Kedua, dia meminta anggota parlemen menyediakan landasan hukum untuk berbagai jenis kerja sama antar negara atau mutual legal assistance (MLA). Ketiga, meningkatkan kemauan politik dan komitmen untuk memulihkan aset-aset korupsi.
Keempat, membangun sistem pemantauan nasional pada proses pemulihan aset dan menggunakan dana yang direpatriasi untuk kepentingan nasional. “Kita juga bisa membentuk gugus tugas khusus di dalam parlemen guna mendukung dan mengawasi mekanisme pemulihan aset,” kata politikus Partai Gerindra ini.

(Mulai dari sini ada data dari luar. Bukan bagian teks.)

//! Form collector
//!
//! Holds everything the officer types in during one session:
//! - `rows`: one typed row struct per tabular section
//! - `sections`: section/field identifiers used to address them
//! - `month`: the reporting month
//! - `state`: the session's `ReportForm` and its edit operations
//!
//! Nothing here validates cell contents. Empty tables and blank strings are
//! valid states.

pub mod cell;
pub mod month;
pub mod rows;
pub mod sections;
pub mod state;

pub use cell::{cell_text, cells_from_pairs, RowCells};
pub use month::ReportMonth;
pub use rows::{
    BudgetRow, DevelopmentRow, SectionRow, StaffingRow, StakeholderRow, UtilisationRow, VehicleRow,
};
pub use sections::{TableSection, TextField};
pub use state::{ImageAttachment, ReportForm, TableView};
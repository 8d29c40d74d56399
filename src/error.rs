//! Error types for the form collector and the document renderer.
//!
//! Cell contents are never an error source: anything a user types into a
//! table is accepted. Errors only arise from addressing (unknown section,
//! stale row index), metadata parsing and document packaging.

use thiserror::Error;

/// Errors raised while editing a [`ReportForm`](crate::form::ReportForm).
#[derive(Debug, Error, PartialEq, Eq)]
pub enum FormError {
    #[error("unknown table section `{0}`")]
    UnknownSection(String),

    #[error("unknown text field `{0}`")]
    UnknownField(String),

    #[error("row {index} is out of range for {section} ({len} rows)")]
    RowOutOfRange {
        section: &'static str,
        index: usize,
        len: usize,
    },

    #[error("invalid reporting month `{0}` (expected YYYY-MM)")]
    InvalidMonth(String),

    #[error("unsupported image `{0}` (accepted: png, jpg, jpeg)")]
    UnsupportedImage(String),
}

/// Errors raised while serializing a report.
#[derive(Debug, Error)]
pub enum ReportError {
    #[error("failed to package document: {0}")]
    Package(String),

    #[error("failed to encode document model: {0}")]
    Encode(#[from] serde_json::Error),
}
use std::io::Cursor;

use docx_rs::{BreakType, Docx, Paragraph, Run, Style, StyleType, Table, TableCell, TableRow};

use crate::error::ReportError;
use crate::report::document::{Block, ReportDocument, TableBlock};

/// Usable text width of an A4 page with 1" margins, in twips.
const TEXT_WIDTH_TWIPS: usize = 9026;

/// Custom document property holding the responsible officer.
pub const OFFICER_PROPERTY: &str = "Officer Responsible";

/// Word (.docx) formatter for reports
pub struct DocxFormatter;

impl DocxFormatter {
    /// Serialize the document into a complete .docx container.
    pub fn format(document: &ReportDocument) -> Result<Vec<u8>, ReportError> {
        let mut docx = Self::with_styles(Docx::new());

        if !document.prepared_by.is_empty() {
            docx = docx.custom_property(OFFICER_PROPERTY, document.prepared_by.as_str());
        }

        for block in &document.blocks {
            docx = match block {
                Block::Heading { level, text } => docx.add_paragraph(Self::heading(*level, text)),
                Block::Paragraph { text } => docx.add_paragraph(Self::paragraph(text)),
                Block::Table(table) => docx.add_table(Self::table(table)),
            };
        }

        let mut buffer = Cursor::new(Vec::new());
        docx.build()
            .pack(&mut buffer)
            .map_err(|e| ReportError::Package(e.to_string()))?;

        Ok(buffer.into_inner())
    }

    fn style_id(level: u8) -> &'static str {
        match level {
            0 => "Title",
            1 => "Heading1",
            2 => "Heading2",
            _ => "Heading3",
        }
    }

    // Sizes are half-points, matching Word's default template.
    fn with_styles(docx: Docx) -> Docx {
        docx.add_style(
            Style::new("Title", StyleType::Paragraph)
                .name("Title")
                .size(52)
                .color("17365D"),
        )
        .add_style(
            Style::new("Heading1", StyleType::Paragraph)
                .name("Heading 1")
                .size(28)
                .bold()
                .color("365F91"),
        )
        .add_style(
            Style::new("Heading2", StyleType::Paragraph)
                .name("Heading 2")
                .size(26)
                .bold()
                .color("4F81BD"),
        )
        .add_style(
            Style::new("Heading3", StyleType::Paragraph)
                .name("Heading 3")
                .size(22)
                .bold()
                .color("4F81BD"),
        )
    }

    fn heading(level: u8, text: &str) -> Paragraph {
        Paragraph::new()
            .add_run(Self::text_run(text))
            .style(Self::style_id(level))
    }

    fn paragraph(text: &str) -> Paragraph {
        Paragraph::new().add_run(Self::text_run(text))
    }

    /// One run per paragraph; embedded newlines become line breaks.
    fn text_run(text: &str) -> Run {
        let mut run = Run::new();
        for (i, line) in text.split('\n').enumerate() {
            if i > 0 {
                run = run.add_break(BreakType::TextWrapping);
            }
            run = run.add_text(xml_safe(line.trim_end_matches('\r')));
        }
        run
    }

    fn table(table: &TableBlock) -> Table {
        let columns = table.header.len().max(1);

        let mut rows = Vec::with_capacity(table.rows.len() + 1);
        rows.push(Self::row(&table.header, true));
        rows.extend(table.rows.iter().map(|cells| Self::row(cells, false)));

        Table::new(rows).set_grid(vec![TEXT_WIDTH_TWIPS / columns; columns])
    }

    fn row(cells: &[String], header: bool) -> TableRow {
        let cells = cells
            .iter()
            .map(|text| {
                let run = if header {
                    Self::text_run(text).bold()
                } else {
                    Self::text_run(text)
                };
                TableCell::new().add_paragraph(Paragraph::new().add_run(run))
            })
            .collect();
        TableRow::new(cells)
    }
}

/// Drop characters XML 1.0 cannot carry. Word refuses the whole package
/// if one of them (vertical tab, form feed, ...) reaches `document.xml`.
fn xml_safe(text: &str) -> String {
    text.chars()
        .filter(|&c| match c {
            '\t' | '\n' | '\r' => true,
            '\u{0}'..='\u{1F}' | '\u{FFFE}' | '\u{FFFF}' => false,
            _ => true,
        })
        .collect()
}
// Askama templates and the view models they render.

use askama::Template;

use crate::form::{ImageAttachment, ReportForm, TableSection, TableView, TextField};

pub const PAGE_TITLE: &str = "Mwanza Irrigation Monthly Report";

/// Page groups, as (heading, tables). Challenges and recommendations form
/// the fourth group and live in the details form.
const FORM_GROUPS: [(&str, &[TableSection]); 3] = [
    (
        "1. Human, Financial and Motor Vehicle Resources",
        &[
            TableSection::Staffing,
            TableSection::Vehicles,
            TableSection::Budget,
        ],
    ),
    (
        "2. Physical Implementation Progress",
        &[TableSection::Development, TableSection::Utilisation],
    ),
    (
        "3. Collaboration with Other Stakeholders",
        &[TableSection::Stakeholders],
    ),
];

// ============================================================================
// View Models
// ============================================================================

pub struct CellView {
    pub column: String,
    pub value: String,
}

pub struct RowView {
    pub index: usize,
    pub cells: Vec<CellView>,
}

pub struct SectionView {
    pub session_id: String,
    pub slug: &'static str,
    pub label: &'static str,
    pub columns: Vec<String>,
    pub rows: Vec<RowView>,
}

impl SectionView {
    pub fn new(session_id: &str, view: TableView) -> Self {
        let rows = view
            .rows
            .into_iter()
            .enumerate()
            .map(|(index, cells)| RowView {
                index,
                cells: view
                    .columns
                    .iter()
                    .cloned()
                    .zip(cells)
                    .map(|(column, value)| CellView { column, value })
                    .collect(),
            })
            .collect();

        Self {
            session_id: session_id.to_string(),
            slug: view.section.slug(),
            label: view.section.label(),
            columns: view.columns,
            rows,
        }
    }
}

pub struct GroupView {
    pub heading: &'static str,
    pub sections: Vec<SectionView>,
}

// ============================================================================
// Templates
// ============================================================================

#[derive(Template)]
#[template(path = "pages/report_form.html")]
pub struct ReportFormTemplate {
    pub title: &'static str,
    pub session_id: String,
    pub officer_name: String,
    pub report_month: String,
    pub report_month_label: String,
    pub groups: Vec<GroupView>,
    pub challenges: String,
    pub recommendations: String,
    pub challenges_placeholder: &'static str,
    pub recommendations_placeholder: &'static str,
    pub images: Vec<ImageAttachment>,
    pub upload_error: Option<String>,
}

impl ReportFormTemplate {
    pub fn new(session_id: &str, form: &ReportForm) -> Self {
        let groups = FORM_GROUPS
            .iter()
            .map(|&(heading, sections)| GroupView {
                heading,
                sections: sections
                    .iter()
                    .map(|section| SectionView::new(session_id, form.table(*section)))
                    .collect(),
            })
            .collect();

        Self {
            title: PAGE_TITLE,
            session_id: session_id.to_string(),
            officer_name: form.officer_name.clone(),
            report_month: form.report_month.iso(),
            report_month_label: form.report_month.label(),
            groups,
            challenges: form.challenges.clone(),
            recommendations: form.recommendations.clone(),
            challenges_placeholder: TextField::Challenges.placeholder(),
            recommendations_placeholder: TextField::Recommendations.placeholder(),
            images: form.images().to_vec(),
            upload_error: None,
        }
    }

    /// Show a rejected upload next to the upload field.
    pub fn with_upload_error(mut self, message: impl Into<String>) -> Self {
        self.upload_error = Some(message.into());
        self
    }
}

/// One editable table; swapped in place after htmx edits.
#[derive(Template)]
#[template(path = "partials/table_section.html")]
pub struct TableSectionTemplate {
    pub section: SectionView,
}

#[derive(Template)]
#[template(path = "partials/details_saved.html")]
pub struct DetailsSavedTemplate {
    pub officer_name: String,
    pub report_month_label: String,
}

#[derive(Template)]
#[template(path = "pages/preview.html")]
pub struct PreviewTemplate {
    pub title: &'static str,
    pub session_id: String,
    pub body_html: String,
}

#[cfg(test)]
mod tests {
    use super::*;
    use crate::form::{cells_from_pairs, ReportMonth};

    fn form() -> ReportForm {
        let mut form = ReportForm::new(ReportMonth::new(2026, 10).unwrap());
        form.append_row(
            TableSection::Vehicles,
            cells_from_pairs(vec![("Vehicle Type", "Pickup"), ("Reg. No.", "MZ <1>")]),
        );
        form
    }

    #[test]
    fn test_section_view_pairs_cells_with_columns() {
        let view = SectionView::new("abc", form().table(TableSection::Vehicles));

        assert_eq!(view.slug, "vehicles");
        assert_eq!(view.rows.len(), 1);
        assert_eq!(view.rows[0].cells[1].column, "Reg. No.");
        assert_eq!(view.rows[0].cells[1].value, "MZ <1>");
    }

    #[test]
    fn test_form_page_lists_every_table() {
        let html = ReportFormTemplate::new("abc", &form()).render().unwrap();

        for section in TableSection::ALL {
            assert!(html.contains(&format!("id=\"section-{}\"", section.slug())));
        }
        assert!(html.contains("2. Physical Implementation Progress"));
        assert!(html.contains("value=\"2026-10\""));
        assert!(html.contains("Generate Word Report"));
    }

    #[test]
    fn test_upload_error_shown_in_sidebar() {
        let html = ReportFormTemplate::new("abc", &form())
            .with_upload_error("unsupported image `notes.txt`")
            .render()
            .unwrap();

        assert!(html.contains("class=\"upload-error\""));
        assert!(html.contains("notes.txt"));
    }

    #[test]
    fn test_cell_values_are_escaped() {
        let section = SectionView::new("abc", form().table(TableSection::Vehicles));
        let html = TableSectionTemplate { section }.render().unwrap();

        assert!(html.contains("MZ &lt;1&gt;"));
        assert!(!html.contains("MZ <1>"));
    }
}
//! In-memory session store
//!
//! One `ReportForm` per session, behind an async mutex so edits to the same
//! session apply one at a time. Sessions end on explicit discard or after
//! sitting idle for the configured time; nothing is written anywhere.

use std::sync::Arc;
use std::time::Duration;

use moka::future::Cache;
use tokio::sync::Mutex;

use crate::form::{ReportForm, ReportMonth};

pub type SharedForm = Arc<Mutex<ReportForm>>;

#[derive(Clone)]
pub struct SessionStore {
    sessions: Cache<String, SharedForm>,
}

impl SessionStore {
    pub fn new(capacity: u64, time_to_idle: Duration) -> Self {
        let sessions = Cache::builder()
            .max_capacity(capacity)
            .time_to_idle(time_to_idle)
            .build();
        Self { sessions }
    }

    /// Start a session with an empty form for `month`. Returns its id.
    pub async fn create(&self, month: ReportMonth) -> String {
        let id = new_session_id();
        self.sessions
            .insert(id.clone(), Arc::new(Mutex::new(ReportForm::new(month))))
            .await;
        tracing::debug!("Created session {}", id);
        id
    }

    pub async fn get(&self, id: &str) -> Option<SharedForm> {
        self.sessions.get(id).await
    }

    /// End a session. Returns false if it did not exist (or had expired).
    pub async fn discard(&self, id: &str) -> bool {
        let existed = self.sessions.remove(id).await.is_some();
        if existed {
            tracing::debug!("Discarded session {}", id);
        }
        existed
    }
}

/// 128 random bits as lowercase hex.
fn new_session_id() -> String {
    format!("{:032x}", rand::random::<u128>())
}

#[cfg(test)]
mod tests {
    use super::*;

    fn store() -> SessionStore {
        SessionStore::new(100, Duration::from_secs(60))
    }

    #[test]
    fn test_session_ids() {
        let a = new_session_id();
        let b = new_session_id();

        assert_eq!(a.len(), 32);
        assert!(a.chars().all(|c| c.is_ascii_hexdigit()));
        assert_ne!(a, b);
    }

    #[tokio::test]
    async fn test_create_and_edit() {
        let store = store();
        let month = ReportMonth::new(2026, 10).unwrap();
        let id = store.create(month).await;

        let form = store.get(&id).await.expect("session exists");
        form.lock().await.set_officer_name("Grace Phiri");

        let again = store.get(&id).await.expect("session exists");
        let form = again.lock().await;
        assert_eq!(form.officer_name, "Grace Phiri");
        assert_eq!(form.report_month, month);
    }

    #[tokio::test]
    async fn test_sessions_are_isolated() {
        let store = store();
        let month = ReportMonth::new(2026, 10).unwrap();
        let first = store.create(month).await;
        let second = store.create(month).await;

        store
            .get(&first)
            .await
            .unwrap()
            .lock()
            .await
            .set_officer_name("A");

        let other = store.get(&second).await.unwrap();
        assert_eq!(other.lock().await.officer_name, "");
    }

    #[tokio::test]
    async fn test_discard() {
        let store = store();
        let id = store.create(ReportMonth::new(2026, 10).unwrap()).await;

        assert!(store.discard(&id).await);
        assert!(store.get(&id).await.is_none());
        assert!(!store.discard(&id).await);
    }
}
use crate::report::document::ReportDocument;

/// Document model as JSON, served next to the .docx for tooling.
pub struct JsonFormatter;

impl JsonFormatter {
    pub fn format(document: &ReportDocument) -> Result<String, serde_json::Error> {
        serde_json::to_string_pretty(document)
    }
}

Dia mengimbuhkan, korupsi lintas negara tidak hanya menekan negara berkembang, tapi juga memicu konflik dan mengancam keamanan global. Fadli mencontohkan invasi yang dilakukan Rusia terhadap Ukraina yang antara lain dipicu oleh tidak berjalannya mekanisme lintas negara untuk mencegah oligarki dan kleptokrasi.
Fadli yang juga menjabat Wakil Ketua Global Conference of Parliamentarians against Corruption (GOPAC) menuturkan, upaya untuk mengendalikan korupsi lintas batas sulit berhasil kecuali mendapat dukungan wakil rakyat, dan dikoordinasikan secara efektif di tingkat nasional.
“Parlemen mempunyai banyak perangkat mulai dari fungsi legislasi hingga pengawasan, termasuk juga koalisi dengan masyarakat sipil dan kerja sama internasional,” kata dia.